Gli psicologi evoluzionisti potrebbero, d'altra parte, sfidare la portata della nostra capacità di scegliere di pensare positivamente, chiedendo se la felicità e il benessere siano necessariamente in linea con gli ordini evolutivi. Considera: se le emozioni orchestrano comportamenti che massimizzano gli obiettivi evolutivi, di quali benefici è la felicità? È incidentale? Forse è collegato, nel nostro cervello, a ciò che l'individuo / la specie definisce come "buono". (E forse buono = definire e rifiutare le differenze negli Altri che potrebbero minacciare la coesione, anche la sopravvivenza, del gruppo).

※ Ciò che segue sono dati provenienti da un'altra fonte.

//! The Hanoi engine: move validation, state transitions, completion, and
//! scoring.
//!
//! The engine owns the single [`PuzzleState`] instance. All mutation goes
//! through [`HanoiEngine::select_peg`] and the initialization operations;
//! every operation is synchronous and runs to completion in response to
//! one input event before the next is accepted.

pub mod outcome;
pub mod score;

pub use outcome::MoveOutcome;

use serde::{Deserialize, Serialize};
use tracing::instrument;

use crate::core::{
    validate_disc_count, EngineConfig, EngineError, PegId, PostWinInput, PuzzleState,
    MAX_DISC_COUNT, MIN_DISC_COUNT,
};

/// Decision for a requested disc-count change.
///
/// Consumed by the external confirmation flow: when
/// `requires_confirmation` is set the engine has deferred the change, and
/// the caller re-initializes itself once the player confirms.
#[derive(Clone, Copy, Debug, PartialEq, Eq, Serialize, Deserialize)]
pub struct DiscCountChange {
    /// The requested count stays within the supported range.
    pub allowed: bool,

    /// Applying the change now would discard in-progress state.
    pub requires_confirmation: bool,
}

/// The puzzle state machine and move-validation engine.
///
/// ## Selection model
///
/// A game is played through [`select_peg`](Self::select_peg) alone: the
/// first selection lifts a peg's top disc, the second either cancels
/// (same peg), completes a transfer (legal target), or is rejected by the
/// stacking rule (illegal target, lift preserved).
#[derive(Clone, Debug)]
pub struct HanoiEngine {
    config: EngineConfig,
    state: PuzzleState,
}

impl HanoiEngine {
    /// Create an engine with the given configuration.
    ///
    /// # Errors
    ///
    /// [`EngineError::InvalidConfiguration`] if the configured disc count
    /// is outside `[MIN_DISC_COUNT, MAX_DISC_COUNT]`.
    pub fn new(config: EngineConfig) -> Result<Self, EngineError> {
        config.validate()?;
        Ok(Self {
            state: PuzzleState::new(config.disc_count),
            config,
        })
    }

    /// Start a fresh game with `disc_count` discs.
    ///
    /// Replaces the state wholesale: all discs on peg A, nothing lifted,
    /// move counter at zero. No other side effects.
    ///
    /// # Errors
    ///
    /// [`EngineError::InvalidConfiguration`] if `disc_count` is outside
    /// `[MIN_DISC_COUNT, MAX_DISC_COUNT]`; the current game is untouched.
    #[instrument(skip(self))]
    pub fn initialize(&mut self, disc_count: u8) -> Result<(), EngineError> {
        validate_disc_count(disc_count)?;
        self.config.disc_count = disc_count;
        self.state = PuzzleState::new(disc_count);
        Ok(())
    }

    /// Restart the current game at the same disc count.
    #[instrument(skip(self))]
    pub fn reset(&mut self) {
        self.state = PuzzleState::new(self.config.disc_count);
    }

    /// Whether resetting or reconfiguring now would discard progress.
    ///
    /// True once any move has been made and the puzzle is not yet solved.
    /// The external confirmation flow prompts exactly when this is true.
    #[must_use]
    pub fn requires_confirmation(&self) -> bool {
        self.state.move_count() > 0 && !self.state.is_solved()
    }

    /// Handle a peg selection, the single user-facing action.
    ///
    /// Branches, evaluated in order:
    /// 1. Puzzle already solved: the final state is immutable; the
    ///    configured [`PostWinInput`] picks the reported outcome.
    /// 2. Nothing lifted: lift the target's top disc, or ignore an empty
    ///    peg.
    /// 3. Target equals the lifted peg: cancel, putting the disc back.
    /// 4. Otherwise: attempt the transfer. A disc larger than the
    ///    target's top is rejected and the lift survives; a legal drop
    ///    completes the move and advances the counter.
    #[instrument(skip(self), fields(peg = %peg, lifted = ?self.state.lifted()))]
    pub fn select_peg(&mut self, peg: PegId) -> MoveOutcome {
        if self.state.is_solved() {
            return match self.config.post_win_input {
                PostWinInput::Report => MoveOutcome::GameOver,
                PostWinInput::Ignore => MoveOutcome::Ignored,
            };
        }

        let Some(origin) = self.state.lifted() else {
            return match self.state.top_disc(peg) {
                Some(disc) => {
                    self.state.set_lifted(Some(peg));
                    MoveOutcome::Lifted { peg, disc }
                }
                None => MoveOutcome::Ignored,
            };
        };

        let disc = self
            .state
            .top_disc(origin)
            .expect("lifted peg is never empty");

        if origin == peg {
            self.state.set_lifted(None);
            return MoveOutcome::Cancelled { peg, disc };
        }

        if let Some(target_top) = self.state.top_disc(peg) {
            if !disc.fits_on(target_top) {
                // The lift survives a rejection so the player can retry
                // against another peg without re-lifting.
                return MoveOutcome::Rejected { peg, disc };
            }
        }

        self.state.transfer_top(origin, peg);
        self.state.set_lifted(None);
        tracing::debug!(
            %disc,
            from = %origin,
            to = %peg,
            moves = self.state.move_count(),
            "disc moved"
        );
        MoveOutcome::Moved {
            from: origin,
            to: peg,
            disc,
        }
    }

    /// All discs moved off the start peg and consolidated onto a single
    /// other peg.
    #[must_use]
    pub fn is_solved(&self) -> bool {
        self.state.is_solved()
    }

    /// Score for the finished game, `None` while unsolved.
    ///
    /// Optimal play scores exactly 100; see [`score`](crate::engine::score)
    /// for the curve.
    #[must_use]
    pub fn score(&self) -> Option<f64> {
        self.is_solved()
            .then(|| score::score_for_moves(self.state.move_count(), self.state.disc_count()))
    }

    /// Theoretical minimum moves for the current disc count.
    #[must_use]
    pub fn min_steps(&self) -> u32 {
        score::min_steps(self.state.disc_count())
    }

    /// Probe a disc-count change without applying it.
    ///
    /// `allowed` reports whether the new count stays in
    /// `[MIN_DISC_COUNT, MAX_DISC_COUNT]`; `requires_confirmation`
    /// whether an allowed change would discard in-progress state.
    #[must_use]
    pub fn can_change_disc_count(&self, delta: i8) -> DiscCountChange {
        let new_count = i16::from(self.state.disc_count()) + i16::from(delta);
        let allowed =
            (i16::from(MIN_DISC_COUNT)..=i16::from(MAX_DISC_COUNT)).contains(&new_count);

        DiscCountChange {
            allowed,
            requires_confirmation: allowed && self.requires_confirmation(),
        }
    }

    /// Request a disc-count change, applying it when nothing is lost.
    ///
    /// When the change is allowed and no confirmation is needed the
    /// engine starts a fresh game at the new count directly. When
    /// confirmation is required the state is left untouched; the caller
    /// prompts externally and then invokes
    /// [`initialize`](Self::initialize) itself.
    #[instrument(skip(self))]
    pub fn request_disc_count_change(&mut self, delta: i8) -> DiscCountChange {
        let decision = self.can_change_disc_count(delta);
        if decision.allowed && !decision.requires_confirmation {
            let new_count = (i16::from(self.state.disc_count()) + i16::from(delta)) as u8;
            self.config.disc_count = new_count;
            self.state = PuzzleState::new(new_count);
        }
        decision
    }

    /// Read-only state snapshot for rendering.
    #[must_use]
    pub fn state(&self) -> &PuzzleState {
        &self.state
    }

    /// Engine configuration.
    #[must_use]
    pub fn config(&self) -> &EngineConfig {
        &self.config
    }

    /// Whether selecting a peg can currently have an effect.
    ///
    /// False once solved. While a disc is lifted every peg is selectable
    /// (cancel, drop, or rejection); otherwise only non-empty pegs are.
    #[must_use]
    pub fn can_select(&self, peg: PegId) -> bool {
        if self.state.is_solved() {
            return false;
        }
        self.state.lifted().is_some() || !self.state.is_empty(peg)
    }
}

impl Default for HanoiEngine {
    fn default() -> Self {
        Self::new(EngineConfig::default()).expect("default config is valid")
    }
}

#[cfg(test)]
mod tests {
    use super::*;
    use crate::core::Disc;

    fn engine(disc_count: u8) -> HanoiEngine {
        HanoiEngine::new(EngineConfig::new(disc_count)).unwrap()
    }

    #[test]
    fn test_new_rejects_bad_disc_count() {
        assert_eq!(
            HanoiEngine::new(EngineConfig::new(2)).err(),
            Some(EngineError::InvalidConfiguration { disc_count: 2 })
        );
        assert_eq!(
            HanoiEngine::new(EngineConfig::new(8)).err(),
            Some(EngineError::InvalidConfiguration { disc_count: 8 })
        );
    }

    #[test]
    fn test_lift_and_cancel() {
        let mut engine = engine(3);

        let lifted = engine.select_peg(PegId::A);
        assert_eq!(
            lifted,
            MoveOutcome::Lifted {
                peg: PegId::A,
                disc: Disc::new(1)
            }
        );
        assert_eq!(engine.state().lifted(), Some(PegId::A));

        let cancelled = engine.select_peg(PegId::A);
        assert_eq!(
            cancelled,
            MoveOutcome::Cancelled {
                peg: PegId::A,
                disc: Disc::new(1)
            }
        );
        assert_eq!(engine.state().lifted(), None);
        assert_eq!(engine.state().move_count(), 0);
    }

    #[test]
    fn test_empty_peg_selection_is_ignored() {
        let mut engine = engine(3);
        assert_eq!(engine.select_peg(PegId::B), MoveOutcome::Ignored);
        assert_eq!(engine.state().lifted(), None);
    }

    #[test]
    fn test_legal_move_advances_counter() {
        let mut engine = engine(3);

        engine.select_peg(PegId::A);
        let moved = engine.select_peg(PegId::C);

        assert_eq!(
            moved,
            MoveOutcome::Moved {
                from: PegId::A,
                to: PegId::C,
                disc: Disc::new(1)
            }
        );
        assert_eq!(engine.state().move_count(), 1);
        assert_eq!(engine.state().lifted(), None);
    }

    #[test]
    fn test_rejection_preserves_lift() {
        let mut engine = engine(3);

        // Disc 1 to C, then lift disc 2 and try to drop it on disc 1.
        engine.select_peg(PegId::A);
        engine.select_peg(PegId::C);
        engine.select_peg(PegId::A);

        let rejected = engine.select_peg(PegId::C);
        assert_eq!(
            rejected,
            MoveOutcome::Rejected {
                peg: PegId::C,
                disc: Disc::new(2)
            }
        );
        assert_eq!(engine.state().lifted(), Some(PegId::A));
        assert_eq!(engine.state().move_count(), 1);

        // Retry against B without re-lifting.
        let moved = engine.select_peg(PegId::B);
        assert!(moved.is_move());
    }

    #[test]
    fn test_drop_on_empty_peg_is_legal() {
        let mut engine = engine(3);

        engine.select_peg(PegId::A);
        let moved = engine.select_peg(PegId::B);
        assert!(moved.is_move());
        assert_eq!(engine.state().top_disc(PegId::B), Some(Disc::new(1)));
    }

    #[test]
    fn test_min_steps_tracks_disc_count() {
        assert_eq!(engine(3).min_steps(), 7);
        assert_eq!(engine(7).min_steps(), 127);
    }

    #[test]
    fn test_score_is_none_until_solved() {
        let mut engine = engine(3);
        assert_eq!(engine.score(), None);

        engine.select_peg(PegId::A);
        engine.select_peg(PegId::C);
        assert_eq!(engine.score(), None);
    }

    #[test]
    fn test_can_select() {
        let mut engine = engine(3);

        assert!(engine.can_select(PegId::A));
        assert!(!engine.can_select(PegId::B));
        assert!(!engine.can_select(PegId::C));

        // Everything is selectable while a disc is in hand.
        engine.select_peg(PegId::A);
        for peg in PegId::all() {
            assert!(engine.can_select(peg));
        }
    }

    #[test]
    fn test_default_engine() {
        let engine = HanoiEngine::default();
        assert_eq!(engine.state().disc_count(), 5);
        assert!(!engine.is_solved());
    }
}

Le implicazioni di questa considerazione giustificativa: cosa succede quando "buono" si applica solo a un particolare sottogruppo, come gli eterosessuali, o cristiani, o anche solo la cricca popolare?
Inoltre, cosa succede quando il nostro mondo diventa così enormemente complesso che lo smistamento e la classificazione delle informazioni – l'elaborazione cognitiva che risulta in stereotipi – domina in modo crescente il nostro funzionamento mentale?
Non è certo un modo per sostenere che la routine del pensiero negativo pone le basi per il rifiuto, l'umiliazione e il bullismo. E, mentre la cultura professa (su più piattaforme) di prendere posizione contro la violenza emotiva, sempre più la nostra retorica politica (e personale?) Smentisce un tale impegno – o forse, smentisce la nostra capacità, su un piano evolutivo, neuro-biologico livello, per mantenere saldi principi positivi e inclusivi.
Pensaci.
Come ti definisci nel mondo?
È prevalentemente in termini di ciò che ti piace o di ciò che rifiuti?
E come mai sei arrivato a queste "abitudini" mentali?